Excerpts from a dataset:
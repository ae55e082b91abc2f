pub mod align;
pub mod config;
pub mod corpus;
pub mod detect;
pub mod error;
pub mod merge;
pub mod normalize;
pub mod pipeline;
pub mod render;
pub mod similarity;
pub mod srt;
pub mod timecode;
pub mod transcript;

pub use align::{Aligner, MatchOutcome, OccurrenceTracker, align_segments};
pub use config::{AlignConfig, MergeConfig, ProcessOptions};
pub use corpus::{ChapterInfo, Corpus, CorpusProvider, JsonDirProvider, Verse, VerseRef};
pub use error::{Result, SubtitleError};
pub use merge::MergedCaption;
pub use pipeline::{AlignmentRun, ProcessReport, process_file, process_segments};
pub use srt::TimedSegment;
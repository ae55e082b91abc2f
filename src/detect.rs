use tracing::debug;

use crate::corpus::{Corpus, MAX_CHAPTER};
use crate::normalize::normalize;
use crate::similarity::similarity;
use crate::srt::TimedSegment;

/// Guesses the chapter being recited from the best single segment/verse score.
///
/// Scans every verse of chapters `1..=min(114, chapter_count)` against every
/// segment. Returns `None` unless the best score is above `threshold`; ties
/// keep the lower chapter.
pub fn detect_chapter(segments: &[TimedSegment], corpus: &Corpus, threshold: f64) -> Option<u32> {
    let last = MAX_CHAPTER.min(corpus.chapter_count() as u32);
    let seg_texts: Vec<String> = segments.iter().map(|s| normalize(&s.text)).collect();

    let mut best: Option<(u32, f64)> = None;
    for chapter in corpus.chapters().iter().filter(|c| c.id >= 1 && c.id <= last) {
        for verse in corpus.verses(chapter.id) {
            for seg_text in &seg_texts {
                let score = similarity(seg_text, &verse.normalized);
                if score > threshold && best.is_none_or(|(_, b)| score > b) {
                    best = Some((chapter.id, score));
                }
            }
        }
    }

    match best {
        Some((chapter, score)) => {
            debug!(chapter, score, "chapter detected");
            Some(chapter)
        }
        None => {
            debug!("no chapter scored above the detection threshold");
            None
        }
    }
}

> _Work item_
Which lines above contain the word "config"? List them.

> _Output_
pub mod config;
pub use config::{AlignConfig, MergeConfig, ProcessOptions};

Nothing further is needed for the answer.